The data that follows should be copied out exactly.

## [RECORDS SUPPLIED]
____________

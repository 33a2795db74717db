// Cachers Module
//
// INTENTION:
// Define the contract every cache backend satisfies and the wrapper that
// memoizes an action's results through it. The broker only ever talks to the
// `Cacher` trait; `MemoryCacher` is the in-process backend.
//
// Cacher faults never fail a call: a failed read falls through to the
// handler without caching, a failed write is logged and the fresh result is
// returned. Handler errors are never cached.

pub mod memory;

use anyhow::Result;
use async_trait::async_trait;
use hive_common::logging::Logger;
use hive_common::{log_debug, log_warn};
use serde_json::Value;
use std::sync::Arc;

use crate::services::{ActionHandler, Context, ServiceFuture};

pub use memory::{MemoryCacher, MemoryCacherConfig};

/// Key-value store used to memoize action results
#[async_trait]
pub trait Cacher: Send + Sync {
    /// Get a cached value, `None` on a miss
    async fn get(&self, key: &str) -> Result<Option<Value>>;

    /// Store a value under a key
    async fn set(&self, key: &str, value: Value) -> Result<()>;

    /// Check whether a key is cached
    async fn has(&self, key: &str) -> Result<bool>;

    /// Remove a single key
    async fn del(&self, key: &str) -> Result<()>;

    /// Remove every key
    async fn clean(&self) -> Result<()>;
}

/// Decide whether an action's handler is cache-wrapped
///
/// An explicit action-level flag always wins; otherwise the service-level
/// `settings.cache` flag applies. Absent on both sides means no caching.
pub fn should_cache(service_cache: Option<bool>, action_cache: Option<bool>) -> bool {
    match action_cache {
        Some(flag) => flag,
        None => service_cache == Some(true),
    }
}

/// Deterministic cache key for a call
///
/// Object keys are sorted at every depth before formatting, so equal params
/// give the same key even when `serde_json/preserve_order` is enabled.
pub fn cache_key(action_name: &str, params: &Value) -> String {
    format!("{action_name}:{}", canonical(params))
}

fn canonical(value: &Value) -> Value {
    match value {
        Value::Object(map) => {
            let mut entries: Vec<(&String, &Value)> = map.iter().collect();
            entries.sort_by(|a, b| a.0.cmp(b.0));
            Value::Object(
                entries
                    .into_iter()
                    .map(|(key, value)| (key.clone(), canonical(value)))
                    .collect(),
            )
        }
        Value::Array(items) => Value::Array(items.iter().map(canonical).collect()),
        other => other.clone(),
    }
}

/// Wrap a handler so its results are memoized in `cacher`
///
/// The returned handler looks up `cache_key(action_name, ctx.params)`; on a
/// hit it returns the stored value without running `handler`.
pub fn caching_wrapper(
    cacher: Arc<dyn Cacher>,
    logger: Arc<Logger>,
    action_name: &str,
    handler: ActionHandler,
) -> ActionHandler {
    let action_name = action_name.to_string();
    Arc::new(move |ctx: Arc<Context>| -> ServiceFuture {
        let cacher = cacher.clone();
        let logger = logger.clone();
        let handler = handler.clone();
        let key = cache_key(&action_name, &ctx.params);

        Box::pin(async move {
            match cacher.get(&key).await {
                Ok(Some(cached)) => {
                    log_debug!(logger, "Cache hit: {key}");
                    return Ok(cached);
                }
                Ok(None) => log_debug!(logger, "Cache miss: {key}"),
                Err(e) => {
                    log_warn!(logger, "Cache read failed for {key}, bypassing cache: {e}");
                    return handler(ctx).await;
                }
            }

            let result = handler(ctx).await?;
            if let Err(e) = cacher.set(&key, result.clone()).await {
                log_warn!(logger, "Cache write failed for {key}: {e}");
            }
            Ok(result)
        })
    })
}

#[cfg(test)]
mod tests {
    use super::*;
    use serde_json::json;

    #[test]
    fn cache_flag_precedence() {
        assert!(!should_cache(None, None));
        assert!(should_cache(Some(true), None));
        assert!(!should_cache(Some(true), Some(false)));
        assert!(should_cache(None, Some(true)));
        assert!(should_cache(Some(false), Some(true)));
        assert!(should_cache(Some(true), Some(true)));
        assert!(!should_cache(Some(false), None));
        assert!(!should_cache(None, Some(false)));
        assert!(!should_cache(Some(false), Some(false)));
    }

    #[test]
    fn cache_key_ignores_param_construction_order() {
        let a = json!({ "id": 5, "limit": 10 });
        let mut b = serde_json::Map::new();
        b.insert("limit".into(), json!(10));
        b.insert("id".into(), json!(5));

        assert_eq!(cache_key("posts.find", &a), cache_key("posts.find", &Value::Object(b)));
        assert_ne!(cache_key("posts.find", &a), cache_key("posts.get", &a));
        assert_eq!(cache_key("posts.find", &Value::Null), "posts.find:null");
    }

    #[test]
    fn cache_key_sorts_nested_objects() {
        let mut inner = serde_json::Map::new();
        inner.insert("sort".into(), json!("title"));
        inner.insert("fields".into(), json!(["id", "title"]));
        let mut params = serde_json::Map::new();
        params.insert("query".into(), Value::Object(inner));
        params.insert("limit".into(), json!(10));

        assert_eq!(
            cache_key("posts.find", &Value::Object(params)),
            r#"posts.find:{"limit":10,"query":{"fields":["id","title"],"sort":"title"}}"#
        );
    }
}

____________

## [WRITTEN SOLUTION]
repository 33a2795db74717db
// Cachers Module
//
// INTENTION:
// Define the contract every cache backend satisfies and the wrapper that
// memoizes an action's results through it. The broker only ever talks to the
// `Cacher` trait; `MemoryCacher` is the in-process backend.
//
// Cacher faults never fail a call: a failed read falls through to the
// handler without caching, a failed write is logged and the fresh result is
// returned. Handler errors are never cached.

pub mod memory;

use anyhow::Result;
use async_trait::async_trait;
use hive_common::logging::Logger;
use hive_common::{log_debug, log_warn};
use serde_json::Value;
use std::sync::Arc;

use crate::services::{ActionHandler, Context, ServiceFuture};

pub use memory::{MemoryCacher, MemoryCacherConfig};

/// Key-value store used to memoize action results
#[async_trait]
pub trait Cacher: Send + Sync {
    /// Get a cached value, `None` on a miss
    async fn get(&self, key: &str) -> Result<Option<Value>>;

    /// Store a value under a key
    async fn set(&self, key: &str, value: Value) -> Result<()>;

    /// Check whether a key is cached
    async fn has(&self, key: &str) -> Result<bool>;

    /// Remove a single key
    async fn del(&self, key: &str) -> Result<()>;

    /// Remove every key
    async fn clean(&self) -> Result<()>;
}

/// Decide whether an action's handler is cache-wrapped
///
/// An explicit action-level flag always wins; otherwise the service-level
/// `settings.cache` flag applies. Absent on both sides means no caching.
pub fn should_cache(service_cache: Option<bool>, action_cache: Option<bool>) -> bool {
    match action_cache {
        Some(flag) => flag,
        None => service_cache == Some(true),
    }
}

/// Deterministic cache key for a call
///
/// Object keys are sorted at every depth before formatting, so equal params
/// give the same key even when `serde_json/preserve_order` is enabled.
pub fn cache_key(action_name: &str, params: &Value) -> String {
    format!("{action_name}:{}", canonical(params))
}

fn canonical(value: &Value) -> Value {
    match value {
        Value::Object(map) => {
            let mut entries: Vec<(&String, &Value)> = map.iter().collect();
            entries.sort_by(|a, b| a.0.cmp(b.0));
            Value::Object(
                entries
                    .into_iter()
                    .map(|(key, value)| (key.clone(), canonical(value)))
                    .collect(),
            )
        }
        Value::Array(items) => Value::Array(items.iter().map(canonical).collect()),
        other => other.clone(),
    }
}

/// Wrap a handler so its results are memoized in `cacher`
///
/// The returned handler looks up `cache_key(action_name, ctx.params)`; on a
/// hit it returns the stored value without running `handler`.
pub fn caching_wrapper(
    cacher: Arc<dyn Cacher>,
    logger: Arc<Logger>,
    action_name: &str,
    handler: ActionHandler,
) -> ActionHandler {
    let action_name = action_name.to_string();
    Arc::new(move |ctx: Arc<Context>| -> ServiceFuture {
        let cacher = cacher.clone();
        let logger = logger.clone();
        let handler = handler.clone();
        let key = cache_key(&action_name, &ctx.params);

        Box::pin(async move {
            match cacher.get(&key).await {
                Ok(Some(cached)) => {
                    log_debug!(logger, "Cache hit: {key}");
                    return Ok(cached);
                }
                Ok(None) => log_debug!(logger, "Cache miss: {key}"),
                Err(e) => {
                    log_warn!(logger, "Cache read failed for {key}, bypassing cache: {e}");
                    return handler(ctx).await;
                }
            }

            let result = handler(ctx).await?;
            if let Err(e) = cacher.set(&key, result.clone()).await {
                log_warn!(logger, "Cache write failed for {key}: {e}");
            }
            Ok(result)
        })
    })
}

#[cfg(test)]
mod tests {
    use super::*;
    use serde_json::json;

    #[test]
    fn cache_flag_precedence() {
        assert!(!should_cache(None, None));
        assert!(should_cache(Some(true), None));
        assert!(!should_cache(Some(true), Some(false)));
        assert!(should_cache(None, Some(true)));
        assert!(should_cache(Some(false), Some(true)));
        assert!(should_cache(Some(true), Some(true)));
        assert!(!should_cache(Some(false), None));
        assert!(!should_cache(None, Some(false)));
        assert!(!should_cache(Some(false), Some(false)));
    }

    #[test]
    fn cache_key_ignores_param_construction_order() {
        let a = json!({ "id": 5, "limit": 10 });
        let mut b = serde_json::Map::new();
        b.insert("limit".into(), json!(10));
        b.insert("id".into(), json!(5));

        assert_eq!(cache_key("posts.find", &a), cache_key("posts.find", &Value::Object(b)));
        assert_ne!(cache_key("posts.find", &a), cache_key("posts.get", &a));
        assert_eq!(cache_key("posts.find", &Value::Null), "posts.find:null");
    }

    #[test]
    fn cache_key_sorts_nested_objects() {
        let mut inner = serde_json::Map::new();
        inner.insert("sort".into(), json!("title"));
        inner.insert("fields".into(), json!(["id", "title"]));
        let mut params = serde_json::Map::new();
        params.insert("query".into(), Value::Object(inner));
        params.insert("limit".into(), json!(10));

        assert_eq!(
            cache_key("posts.find", &Value::Object(params)),
            r#"posts.find:{"limit":10,"query":{"fields":["id","title"],"sort":"title"}}"#
        );
    }
}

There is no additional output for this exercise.